A German abattoir and meat packing group at the centre of a coronavirus outbreak said that it would hire 1,000 workers and stop using sub-contractors for animal slaughtering and meat processing.
German slaughterhouses have faced criticism for the widespread use of subcontracted migrant workers from eastern Europe, with cramped accommodation suspected of contributing to coronavirus outbreaks in abattoirs.
Tönnies said it was starting a pilot project to directly employ 1,000 staff in slaughtering and meat packing by 30 September as part a plan to end all sub-contracting in slaughtering in meat processing by the end of this year.
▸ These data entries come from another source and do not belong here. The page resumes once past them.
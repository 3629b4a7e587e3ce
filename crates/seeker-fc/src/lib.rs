pub mod pigpio;
pub mod pwm;
pub mod retry;
pub mod serial;
pub mod sink;
pub mod state;

use std::time::Duration;

use anyhow::Result;
use async_trait::async_trait;
use seeker_proto::{FrameFormat, WireFrame};
use serde::Deserialize;
use thiserror::Error;

pub use pigpio::PigpioDaemon;
pub use pwm::{PwmChannel, SysfsPwm};
pub use retry::{emit_with_retry, RetryPolicy};
pub use serial::SbusSerial;
pub use sink::LogTransport;
pub use state::LinkStatus;

#[derive(Debug, Error)]
pub enum TransportError {
    #[error("open {target}: {source}")]
    Open { target: String, source: std::io::Error },
    #[error("open serial {target}: {source}")]
    Serial { target: String, source: tokio_serial::Error },
    #[error("write {target}: {source}")]
    Write { target: String, source: std::io::Error },
    #[error("{transport} cannot carry {frame} frames")]
    Unsupported { transport: &'static str, frame: &'static str },
    #[error("daemon rejected command {cmd}: error {code}")]
    Daemon { cmd: u32, code: i32 },
    #[error("transport already released")]
    Released,
    #[error("no output bound to channel {0}")]
    UnknownChannel(u8),
}

impl TransportError {
    /// Only I/O write faults may clear on a second attempt.
    pub fn is_retryable(&self) -> bool {
        matches!(self, TransportError::Write { .. })
    }
}

/// Actuator output. Opening is construction; `release` stops the output and
/// closes the handle.
#[async_trait]
pub trait Transport: Send {
    fn name(&self) -> &str;

    async fn emit(&mut self, frame: &WireFrame) -> Result<(), TransportError>;

    async fn release(&mut self) -> Result<(), TransportError>;

    fn status(&self) -> &LinkStatus;
}

#[async_trait]
impl<T: Transport + ?Sized> Transport for Box<T> {
    fn name(&self) -> &str {
        (**self).name()
    }

    async fn emit(&mut self, frame: &WireFrame) -> Result<(), TransportError> {
        (**self).emit(frame).await
    }

    async fn release(&mut self) -> Result<(), TransportError> {
        (**self).release().await
    }

    fn status(&self) -> &LinkStatus {
        (**self).status()
    }
}

#[derive(Debug, Clone, Copy, PartialEq, Eq, Deserialize, Default)]
#[serde(rename_all = "lowercase")]
pub enum OutputKind {
    #[default]
    Sbus,
    Pwm,
    Pigpio,
    /// No hardware: frames go to the log.
    Log,
}

#[derive(Debug, Clone, Deserialize, Default)]
pub struct OutputConfig {
    #[serde(default)]
    pub kind: OutputKind,

    /// Frame format used when `kind = "log"`.
    #[serde(default)]
    pub log_as: LogFormat,

    #[serde(default)]
    pub sbus: SbusConfig,
    #[serde(default)]
    pub pwm: PwmConfig,
    #[serde(default)]
    pub pigpio: PigpioConfig,
}

#[derive(Debug, Clone, Copy, PartialEq, Eq, Deserialize, Default)]
#[serde(rename_all = "lowercase")]
pub enum LogFormat {
    #[default]
    Sbus,
    Pwm,
    Pulse,
}

#[derive(Debug, Clone, Deserialize)]
pub struct SbusConfig {
    #[serde(default = "default_serial_dev")]
    pub serial_dev: String,
    #[serde(default = "default_baud")]
    pub baud: u32,
    /// Channel value range; 0 rad lands on the midpoint.
    #[serde(default = "default_sbus_min")]
    pub min: u16,
    #[serde(default = "default_sbus_max")]
    pub max: u16,
}

fn default_serial_dev() -> String { "/dev/ttyUSB0".into() }
fn default_baud() -> u32 { 115200 }
fn default_sbus_min() -> u16 { 1000 }
fn default_sbus_max() -> u16 { 2000 }

impl Default for SbusConfig {
    fn default() -> Self {
        Self {
            serial_dev: default_serial_dev(),
            baud: default_baud(),
            min: default_sbus_min(),
            max: default_sbus_max(),
        }
    }
}

#[derive(Debug, Clone, Copy, PartialEq, Eq, Deserialize, Default)]
#[serde(rename_all = "lowercase")]
pub enum PwmMode {
    /// Drive for `hold_ms`, then stop, on every command.
    #[default]
    Pulse,
    Continuous,
}

/// Command channel -> PWM output index on the chip.
#[derive(Debug, Clone, Copy, Deserialize)]
pub struct PwmBinding {
    pub channel: u8,
    pub index: u32,
}

#[derive(Debug, Clone, Deserialize)]
pub struct PwmConfig {
    #[serde(default = "default_pwm_chip")]
    pub chip: String,
    /// GPIO18 is pwm0 on the Pi's first chip.
    #[serde(default = "default_pwm_bindings")]
    pub channels: Vec<PwmBinding>,
    #[serde(default = "default_freq_hz")]
    pub freq_hz: f64,
    #[serde(default = "default_pulse_min_us")]
    pub pulse_min_us: u32,
    #[serde(default = "default_pulse_max_us")]
    pub pulse_max_us: u32,
    #[serde(default)]
    pub mode: PwmMode,
    #[serde(default = "default_hold_ms")]
    pub hold_ms: u64,
}

fn default_pwm_chip() -> String { "/sys/class/pwm/pwmchip0".into() }
fn default_pwm_bindings() -> Vec<PwmBinding> { vec![PwmBinding { channel: 0, index: 0 }] }
fn default_freq_hz() -> f64 { 50.0 }
fn default_pulse_min_us() -> u32 { 1000 }
fn default_pulse_max_us() -> u32 { 2000 }
fn default_hold_ms() -> u64 { 1000 }

impl Default for PwmConfig {
    fn default() -> Self {
        Self {
            chip: default_pwm_chip(),
            channels: default_pwm_bindings(),
            freq_hz: default_freq_hz(),
            pulse_min_us: default_pulse_min_us(),
            pulse_max_us: default_pulse_max_us(),
            mode: PwmMode::default(),
            hold_ms: default_hold_ms(),
        }
    }
}

#[derive(Debug, Clone, Deserialize)]
pub struct PigpioConfig {
    #[serde(default = "default_pigpio_host")]
    pub host: String,
    #[serde(default = "default_pigpio_port")]
    pub port: u16,
    #[serde(default = "default_pulse_min_us")]
    pub pulse_min_us: u32,
    #[serde(default = "default_pulse_max_us")]
    pub pulse_max_us: u32,
}

fn default_pigpio_host() -> String { "127.0.0.1".into() }
fn default_pigpio_port() -> u16 { 8888 }

impl Default for PigpioConfig {
    fn default() -> Self {
        Self {
            host: default_pigpio_host(),
            port: default_pigpio_port(),
            pulse_min_us: default_pulse_min_us(),
            pulse_max_us: default_pulse_max_us(),
        }
    }
}

impl OutputConfig {
    pub fn frame_format(&self) -> FrameFormat {
        let sbus = || FrameFormat::Sbus { min: self.sbus.min, max: self.sbus.max };
        let pwm = || FrameFormat::Pwm {
            freq_hz: self.pwm.freq_hz,
            pulse_min_us: self.pwm.pulse_min_us,
            pulse_max_us: self.pwm.pulse_max_us,
            hold: match self.pwm.mode {
                PwmMode::Pulse => Some(Duration::from_millis(self.pwm.hold_ms)),
                PwmMode::Continuous => None,
            },
        };
        let pulse = || FrameFormat::Pulse { min_us: self.pigpio.pulse_min_us, max_us: self.pigpio.pulse_max_us };
        match self.kind {
            OutputKind::Sbus => sbus(),
            OutputKind::Pwm => pwm(),
            OutputKind::Pigpio => pulse(),
            OutputKind::Log => match self.log_as {
                LogFormat::Sbus => sbus(),
                LogFormat::Pwm => pwm(),
                LogFormat::Pulse => pulse(),
            },
        }
    }

    /// Acquire the configured output. `channels` are the command channels the
    /// mapper produces; for the pin daemon they are GPIO numbers.
    pub async fn open(&self, channels: &[u8]) -> Result<Box<dyn Transport>, TransportError> {
        let t: Box<dyn Transport> = match self.kind {
            OutputKind::Sbus => Box::new(SbusSerial::open(&self.sbus.serial_dev, self.sbus.baud)?),
            OutputKind::Pwm => Box::new(SysfsPwm::open(&self.pwm).await?),
            OutputKind::Pigpio => {
                Box::new(PigpioDaemon::connect(&self.pigpio.host, self.pigpio.port, channels).await?)
            }
            OutputKind::Log => Box::new(LogTransport::new()),
        };
        Ok(t)
    }
}

pub fn check_output(cfg: &OutputConfig) -> Result<()> {
    let s = &cfg.sbus;
    anyhow::ensure!(s.baud > 0, "output.sbus.baud must be > 0");
    anyhow::ensure!(s.min < s.max && s.max <= 0x07FF, "output.sbus range must satisfy min < max <= 2047");

    let p = &cfg.pwm;
    anyhow::ensure!(p.freq_hz > 0.0 && p.freq_hz.is_finite(), "output.pwm.freq_hz must be > 0");
    anyhow::ensure!(p.pulse_min_us < p.pulse_max_us, "output.pwm pulse range must satisfy min < max");
    anyhow::ensure!(
        (p.pulse_max_us as f64) <= 1_000_000.0 / p.freq_hz,
        "output.pwm.pulse_max_us exceeds the PWM period"
    );
    anyhow::ensure!(!p.channels.is_empty(), "output.pwm.channels must not be empty");
    for (i, b) in p.channels.iter().enumerate() {
        anyhow::ensure!(
            !p.channels[..i].iter().any(|o| o.channel == b.channel || o.index == b.index),
            "output.pwm.channels: duplicate binding for channel {}",
            b.channel
        );
    }
    if p.mode == PwmMode::Pulse {
        anyhow::ensure!(p.hold_ms > 0, "output.pwm.hold_ms must be > 0 in pulse mode");
    }

    let g = &cfg.pigpio;
    anyhow::ensure!(
        500 <= g.pulse_min_us && g.pulse_min_us < g.pulse_max_us && g.pulse_max_us <= 2500,
        "output.pigpio pulse range must satisfy 500 <= min < max <= 2500"
    );
    Ok(())
}

/// Every command channel the mapper produces must reach a physical output.
pub fn check_channels(cfg: &OutputConfig, channels: &[u8]) -> Result<()> {
    if cfg.kind == OutputKind::Pwm {
        for ch in channels {
            anyhow::ensure!(
                cfg.pwm.channels.iter().any(|b| b.channel == *ch),
                "axis channel {} has no output.pwm.channels binding",
                ch
            );
        }
    }
    Ok(())
}
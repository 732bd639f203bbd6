// ── Throttled reconnection ──
//
// Automatic attempts run as timer tasks on the pipeline's runtime: one
// episode per disconnection, `max_attempts` requests spaced `delay` apart.
// The episode generation and attempt count share one atomic word, so a
// successful connect (which bumps the generation and zeroes the count)
// turns any in-flight attempt into a no-op without locks.
//
// Manual requests are throttled separately: one effective request per
// `manual_window`, extra requests inside the window are coalesced.

use std::sync::atomic::{AtomicU64, Ordering};
use std::sync::{Arc, OnceLock};

use tokio::runtime::Handle;
use tokio::time::Instant;
use tokio_util::sync::CancellationToken;
use tracing::{debug, info, warn};

use crate::config::ReconnectConfig;
use crate::diagnostics::DiagnosticsAggregator;
use crate::host::AccessGate;

const NO_EPISODE: u64 = u64::MAX;
const NEVER: u64 = u64::MAX;

fn pack(generation: u32, attempts: u32) -> u64 {
    (u64::from(generation) << 32) | u64::from(attempts)
}

fn unpack(word: u64) -> (u32, u32) {
    let generation = u32::try_from(word >> 32).unwrap_or(u32::MAX);
    let attempts = u32::try_from(word & u64::from(u32::MAX)).unwrap_or(u32::MAX);
    (generation, attempts)
}

/// Why an automatic attempt could not be claimed.
#[derive(Debug, Clone, Copy, PartialEq, Eq)]
enum Refused {
    /// The connection came back; the episode is over.
    Stale,
    /// The episode already used all of its attempts.
    Exhausted,
}

/// Issues capped automatic and throttled manual reconnect requests.
pub struct ReconnectScheduler {
    config: ReconnectConfig,
    access: AccessGate,
    diagnostics: Arc<DiagnosticsAggregator>,
    /// `generation << 32 | attempts` of the current episode.
    episode: AtomicU64,
    /// Generation of the running episode task, or `NO_EPISODE`.
    running: AtomicU64,
    /// Milliseconds since `origin` of the last effective manual request.
    last_manual: AtomicU64,
    origin: Instant,
    runtime: OnceLock<Handle>,
    cancel: CancellationToken,
}

impl ReconnectScheduler {
    pub fn new(
        config: ReconnectConfig,
        access: AccessGate,
        diagnostics: Arc<DiagnosticsAggregator>,
        cancel: CancellationToken,
    ) -> Self {
        Self {
            config,
            access,
            diagnostics,
            episode: AtomicU64::new(pack(0, 0)),
            running: AtomicU64::new(NO_EPISODE),
            last_manual: AtomicU64::new(NEVER),
            origin: Instant::now(),
            runtime: OnceLock::new(),
            cancel,
        }
    }

    /// Bind the runtime that episode timers are spawned on.
    /// Returns `false` if a runtime was already attached.
    pub fn attach(&self, runtime: Handle) -> bool {
        self.runtime.set(runtime).is_ok()
    }

    /// Automatic attempts made since the last successful connect.
    pub fn attempts(&self) -> u32 {
        unpack(self.episode.load(Ordering::Acquire)).1
    }

    /// Start an episode unless one is already running or the cap is spent.
    pub fn schedule(self: &Arc<Self>) {
        let (generation, attempts) = unpack(self.episode.load(Ordering::Acquire));
        if attempts >= self.config.max_attempts {
            warn!(
                max_attempts = self.config.max_attempts,
                "reconnect limit reached, giving up on automatic reconnect"
            );
            return;
        }

        let Some(runtime) = self.runtime.get() else {
            warn!("pipeline not started, automatic reconnect skipped");
            return;
        };

        if self.running.swap(u64::from(generation), Ordering::AcqRel) == u64::from(generation) {
            debug!("reconnect episode already running, disconnect coalesced");
            return;
        }

        debug!(generation, attempts, "starting reconnect episode");
        runtime.spawn(Arc::clone(self).run_episode(generation));
    }

    /// Forget the current episode after a successful connect.
    pub fn reset(&self) {
        let _ = self
            .episode
            .fetch_update(Ordering::AcqRel, Ordering::Acquire, |word| {
                let (generation, _) = unpack(word);
                Some(pack(generation.wrapping_add(1), 0))
            });
        self.diagnostics.record_reconnect_attempts(0);
    }

    /// Manual reconnect, at most once per `manual_window`.
    ///
    /// Requests inside the window report success without reaching the host.
    /// Without notification access nothing is issued and `false` is returned.
    pub fn request_manual(&self) -> bool {
        if !self.access.is_access_granted() {
            warn!("manual reconnect refused: notification access not granted");
            return false;
        }

        let now = self.elapsed_ms();
        let window = u64::try_from(self.config.manual_window.as_millis()).unwrap_or(u64::MAX);
        let claimed = self
            .last_manual
            .fetch_update(Ordering::AcqRel, Ordering::Acquire, |last| {
                (last == NEVER || now.saturating_sub(last) >= window).then_some(now)
            })
            .is_ok();

        if !claimed {
            debug!("manual reconnect coalesced into the current window");
            return true;
        }

        info!("manual reconnect requested");
        self.access.request_reconnect()
    }

    // ── Episode task ─────────────────────────────────────────────────

    async fn run_episode(self: Arc<Self>, generation: u32) {
        loop {
            tokio::select! {
                biased;
                _ = self.cancel.cancelled() => break,
                _ = tokio::time::sleep(self.config.delay) => {}
            }

            match self.claim_attempt(generation) {
                Ok(attempt) => {
                    self.diagnostics.record_reconnect_attempts(attempt);
                    info!(attempt, max_attempts = self.config.max_attempts, "requesting listener reconnect");
                    if !self.access.request_reconnect() {
                        warn!(attempt, "reconnect request rejected by host");
                    }
                    if attempt >= self.config.max_attempts {
                        warn!("reconnect limit reached, giving up on automatic reconnect");
                        break;
                    }
                }
                Err(Refused::Stale) => {
                    debug!(generation, "connection restored, reconnect episode ends");
                    break;
                }
                Err(Refused::Exhausted) => {
                    warn!("reconnect limit reached, giving up on automatic reconnect");
                    break;
                }
            }
        }

        let _ = self.running.compare_exchange(
            u64::from(generation),
            NO_EPISODE,
            Ordering::AcqRel,
            Ordering::Acquire,
        );
    }

    /// Count one attempt for `generation`, returning its 1-based number.
    fn claim_attempt(&self, generation: u32) -> Result<u32, Refused> {
        let max = self.config.max_attempts;
        self.episode
            .fetch_update(Ordering::AcqRel, Ordering::Acquire, |word| {
                let (current, attempts) = unpack(word);
                (current == generation && attempts < max).then(|| pack(current, attempts + 1))
            })
            .map(|previous| unpack(previous).1 + 1)
            .map_err(|word| {
                if unpack(word).0 == generation {
                    Refused::Exhausted
                } else {
                    Refused::Stale
                }
            })
    }

    fn elapsed_ms(&self) -> u64 {
        u64::try_from(self.origin.elapsed().as_millis()).unwrap_or(u64::MAX - 1)
    }
}
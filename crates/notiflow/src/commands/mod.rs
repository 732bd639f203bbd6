//! Command handlers.

pub mod config_cmd;
pub mod replay;

use std::path::PathBuf;

use notiflow_config::Config;

use crate::cli::GlobalOpts;
use crate::error::CliError;

/// Config file selected by `--config`, or the platform default.
pub fn config_path(global: &GlobalOpts) -> PathBuf {
    global
        .config
        .clone()
        .unwrap_or_else(notiflow_config::config_path)
}

/// Load the effective configuration (file + environment).
pub fn load(global: &GlobalOpts) -> Result<Config, CliError> {
    let path = config_path(global);
    tracing::debug!(path = %path.display(), "loading config");
    Ok(notiflow_config::load_config_from(&path)?)
}
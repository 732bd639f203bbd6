// notiflow-core: Notification ingestion pipeline between a host listener and consumers.
//
// Host callbacks (`EventSource`) are classified against a hot-swappable
// policy, accepted events fan out over a bounded drop-oldest bus, and
// every outcome and connection transition lands in a diagnostics read
// model. Connection loss drives capped, throttled reconnection.

pub mod bus;
pub mod classify;
pub mod config;
pub mod config_store;
pub mod convert;
pub mod diagnostics;
pub mod error;
pub mod health;
pub mod host;
pub mod model;
pub mod pipeline;
pub mod source;

// ── Primary re-exports ──────────────────────────────────────────────
pub use bus::{EventBus, EventStream, EventSubscription};
pub use classify::{PAYMENT_KEYWORDS, classify, contains_any_keyword};
pub use config::{ALIPAY_PACKAGE, DEFAULT_BUS_CAPACITY, PipelineConfig, ReconnectConfig};
pub use config_store::{ConfigStore, PolicyUpdate, WatchConfigStore};
pub use diagnostics::DiagnosticsAggregator;
pub use error::{ConfigReadError, CoreError, HostError};
pub use health::{ConnectionHealthTracker, ConnectionRecord, ReconnectScheduler};
pub use host::{AccessGate, HostAccess};
pub use pipeline::Pipeline;
pub use source::EventSource;

// Re-export model types at the crate root for ergonomics.
pub use model::{
    ClassificationOutcome, ConnectionState, DiagnosticsSnapshot, FLAG_GROUP_SUMMARY,
    HostNotification, PolicySnapshot, RawNotificationEvent,
};
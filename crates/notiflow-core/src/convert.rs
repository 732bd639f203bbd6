// ── Host-to-domain conversions ──
//
// Bridges the host's raw notification structure into the pipeline's
// `RawNotificationEvent`. Content lives in the extras map; the body falls
// back from the main text to the expanded text to the sub text.

use serde_json::{Map, Value};

use crate::model::{HostNotification, RawNotificationEvent};

pub const EXTRA_TITLE: &str = "title";
pub const EXTRA_TEXT: &str = "text";
pub const EXTRA_BIG_TEXT: &str = "big_text";
pub const EXTRA_SUB_TEXT: &str = "sub_text";

// ── Helpers ────────────────────────────────────────────────────────

/// Read a string extra. Non-string values are ignored.
fn extra_str(extras: &Map<String, Value>, key: &str) -> Option<String> {
    extras.get(key).and_then(Value::as_str).map(str::to_owned)
}

fn extract_body(extras: &Map<String, Value>) -> Option<String> {
    extra_str(extras, EXTRA_TEXT)
        .or_else(|| extra_str(extras, EXTRA_BIG_TEXT))
        .or_else(|| extra_str(extras, EXTRA_SUB_TEXT))
}

// ── HostNotification ───────────────────────────────────────────────

impl From<HostNotification> for RawNotificationEvent {
    fn from(n: HostNotification) -> Self {
        let is_group_summary = n.is_group_summary();
        Self {
            title: extra_str(&n.extras, EXTRA_TITLE),
            body: extract_body(&n.extras),
            source_app: n.package_name,
            extras: n.extras,
            posted_at_millis: n.post_time,
            event_key: n.key,
            group_key: n.group_key,
            is_group_summary,
        }
    }
}

#[cfg(test)]
mod tests {
    use serde_json::json;

    use super::*;
    use crate::model::FLAG_GROUP_SUMMARY;

    fn host(extras: Value, flags: u32) -> HostNotification {
        let Value::Object(extras) = extras else {
            panic!("extras must be an object");
        };
        HostNotification {
            package_name: "com.eg.android.AlipayGphone".into(),
            key: "0|com.eg.android.AlipayGphone|1|null|10001".into(),
            group_key: Some("group".into()),
            post_time: 1_700_000_000_000,
            flags,
            extras,
        }
    }

    #[test]
    fn converts_title_and_text() {
        let event = RawNotificationEvent::from(host(
            json!({ "title": "付款成功", "text": "你已成功付款 12.00 元" }),
            0,
        ));
        assert_eq!(event.source_app, "com.eg.android.AlipayGphone");
        assert_eq!(event.title.as_deref(), Some("付款成功"));
        assert_eq!(event.body.as_deref(), Some("你已成功付款 12.00 元"));
        assert_eq!(event.posted_at_millis, 1_700_000_000_000);
        assert_eq!(event.group_key.as_deref(), Some("group"));
        assert!(!event.is_group_summary);
    }

    #[test]
    fn body_falls_back_to_big_text_then_sub_text() {
        let event = RawNotificationEvent::from(host(json!({ "big_text": "expanded" }), 0));
        assert_eq!(event.body.as_deref(), Some("expanded"));

        let event = RawNotificationEvent::from(host(json!({ "sub_text": "sub" }), 0));
        assert_eq!(event.body.as_deref(), Some("sub"));

        let event = RawNotificationEvent::from(host(json!({ "title": 42 }), 0));
        assert!(event.title.is_none());
        assert!(event.body.is_none());
    }

    #[test]
    fn group_summary_flag_is_detected() {
        let event = RawNotificationEvent::from(host(json!({}), FLAG_GROUP_SUMMARY | 0x10));
        assert!(event.is_group_summary);
    }

    #[test]
    fn extras_pass_through_untouched() {
        let event = RawNotificationEvent::from(host(
            json!({ "title": "t", "android.extra": { "nested": [1, 2] } }),
            0,
        ));
        assert_eq!(event.extras["android.extra"]["nested"][1], 2);
    }
}
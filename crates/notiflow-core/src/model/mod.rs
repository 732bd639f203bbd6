// ── Pipeline domain model ──
//
// Immutable values that move through the pipeline: the host's raw
// notification, the event it becomes, the policy it is judged against,
// the verdict, and the diagnostics read model.

pub mod diagnostics;
pub mod notification;
pub mod outcome;
pub mod policy;

// ── Re-exports ──────────────────────────────────────────────────────

pub use diagnostics::{ConnectionState, DiagnosticsSnapshot};
pub use notification::{FLAG_GROUP_SUMMARY, HostNotification, RawNotificationEvent};
pub use outcome::ClassificationOutcome;
pub use policy::PolicySnapshot;
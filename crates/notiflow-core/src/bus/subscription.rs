// ── Event bus subscriptions ──
//
// A subscriber that falls behind loses the oldest events in its ring.
// The subscription absorbs the resulting `Lagged` signals, counts what
// was lost, and carries on from the oldest retained event.

use std::pin::Pin;
use std::sync::Arc;
use std::task::{Context, Poll};

use futures_core::Stream;
use tokio::sync::broadcast::{self, error::RecvError, error::TryRecvError};
use tokio_stream::wrappers::BroadcastStream;
use tokio_stream::wrappers::errors::BroadcastStreamRecvError;
use tracing::debug;

use crate::model::RawNotificationEvent;

/// One subscriber's view of the event bus.
pub struct EventSubscription {
    receiver: broadcast::Receiver<Arc<RawNotificationEvent>>,
    dropped: u64,
}

impl EventSubscription {
    pub(crate) fn new(receiver: broadcast::Receiver<Arc<RawNotificationEvent>>) -> Self {
        Self {
            receiver,
            dropped: 0,
        }
    }

    /// Wait for the next event.
    /// Returns `None` once the bus has been dropped and the buffer drained.
    pub async fn recv(&mut self) -> Option<Arc<RawNotificationEvent>> {
        loop {
            match self.receiver.recv().await {
                Ok(event) => return Some(event),
                Err(RecvError::Lagged(skipped)) => self.note_lag(skipped),
                Err(RecvError::Closed) => return None,
            }
        }
    }

    /// Take the next buffered event without waiting.
    pub fn try_recv(&mut self) -> Option<Arc<RawNotificationEvent>> {
        loop {
            match self.receiver.try_recv() {
                Ok(event) => return Some(event),
                Err(TryRecvError::Lagged(skipped)) => self.note_lag(skipped),
                Err(TryRecvError::Empty | TryRecvError::Closed) => return None,
            }
        }
    }

    /// Events this subscriber lost to drop-oldest overflow.
    pub fn dropped(&self) -> u64 {
        self.dropped
    }

    /// Convert into a `Stream` for use with `StreamExt` combinators.
    ///
    /// Overflow gaps are skipped silently; the stream ends when the bus is
    /// dropped.
    pub fn into_stream(self) -> EventStream {
        EventStream {
            inner: BroadcastStream::new(self.receiver),
        }
    }

    fn note_lag(&mut self, skipped: u64) {
        self.dropped += skipped;
        debug!(skipped, total = self.dropped, "subscriber lagged, oldest events dropped");
    }
}

/// `Stream` adapter over a bus subscription.
pub struct EventStream {
    inner: BroadcastStream<Arc<RawNotificationEvent>>,
}

impl Stream for EventStream {
    type Item = Arc<RawNotificationEvent>;

    fn poll_next(mut self: Pin<&mut Self>, cx: &mut Context<'_>) -> Poll<Option<Self::Item>> {
        loop {
            match Pin::new(&mut self.inner).poll_next(cx) {
                Poll::Ready(Some(Ok(event))) => return Poll::Ready(Some(event)),
                Poll::Ready(Some(Err(BroadcastStreamRecvError::Lagged(skipped)))) => {
                    debug!(skipped, "stream subscriber lagged, oldest events dropped");
                }
                Poll::Ready(None) => return Poll::Ready(None),
                Poll::Pending => return Poll::Pending,
            }
        }
    }
}
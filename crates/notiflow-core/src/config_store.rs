// ── Reactive policy source ──
//
// Any configuration backend (file, remote flags, env) that can push
// `PolicySnapshot`s satisfies `ConfigStore`. Read failures travel through
// the stream as values so the pipeline can fall back to the defaults
// without the stream ending.

use std::sync::Arc;

use futures_util::StreamExt;
use futures_util::stream::BoxStream;
use tokio::sync::watch;
use tokio_stream::wrappers::WatchStream;

use crate::error::ConfigReadError;
use crate::model::PolicySnapshot;

/// One observation from a configuration source.
pub type PolicyUpdate = Result<PolicySnapshot, ConfigReadError>;

/// External reactive source of filtering policy.
pub trait ConfigStore: Send + Sync {
    /// Stream of policy updates, starting with the current value.
    fn observe(&self) -> BoxStream<'static, PolicyUpdate>;
}

/// In-memory `ConfigStore` backed by a `watch` channel.
///
/// Cheaply cloneable; every clone publishes into the same channel.
#[derive(Clone)]
pub struct WatchConfigStore {
    tx: Arc<watch::Sender<PolicyUpdate>>,
}

impl WatchConfigStore {
    pub fn new(initial: PolicySnapshot) -> Self {
        let (tx, _) = watch::channel(Ok(initial));
        Self { tx: Arc::new(tx) }
    }

    /// Publish a new policy.
    pub fn set(&self, policy: PolicySnapshot) {
        self.tx.send_modify(|current| *current = Ok(policy));
    }

    /// Publish a read failure.
    pub fn fail(&self, error: ConfigReadError) {
        self.tx.send_modify(|current| *current = Err(error));
    }

    /// The most recently published update.
    pub fn current(&self) -> PolicyUpdate {
        self.tx.borrow().clone()
    }
}

impl Default for WatchConfigStore {
    fn default() -> Self {
        Self::new(PolicySnapshot::default())
    }
}

impl ConfigStore for WatchConfigStore {
    fn observe(&self) -> BoxStream<'static, PolicyUpdate> {
        WatchStream::new(self.tx.subscribe()).boxed()
    }
}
Meeting 'Demands Of Politics And Society'
The changes are the first in a series, and show the Tönnies group is taking the demands made on it seriously and working at speed "to meet the demands of politics and society", said managing partner Clemens Tönnies in a statement.
German labour minister Hubertus Heil has condemned the system of 'sub-sub-sub-contracting' in abattoirs - where subcontractors sometimes relied on other subcontractors to get staff - and is introducing a new law compelling meatpackers to employ staff directly.
Tönnies' Rheda-Wiedenbrueck plant normally slaughters and processes 12% to 14% of Germany's pigs and is one of 19 meatpacking plants in the country owned by the group.
Tönnies faced criticism from German authorities in June as it was unable to immediately provide addresses of sub-contracted workers after the coronavirus outbreak at the plant.
The Guetersloh local government authority is still in negotiations about a hygiene plan with the plant, which has provisionally been ordered to close up to 17 July.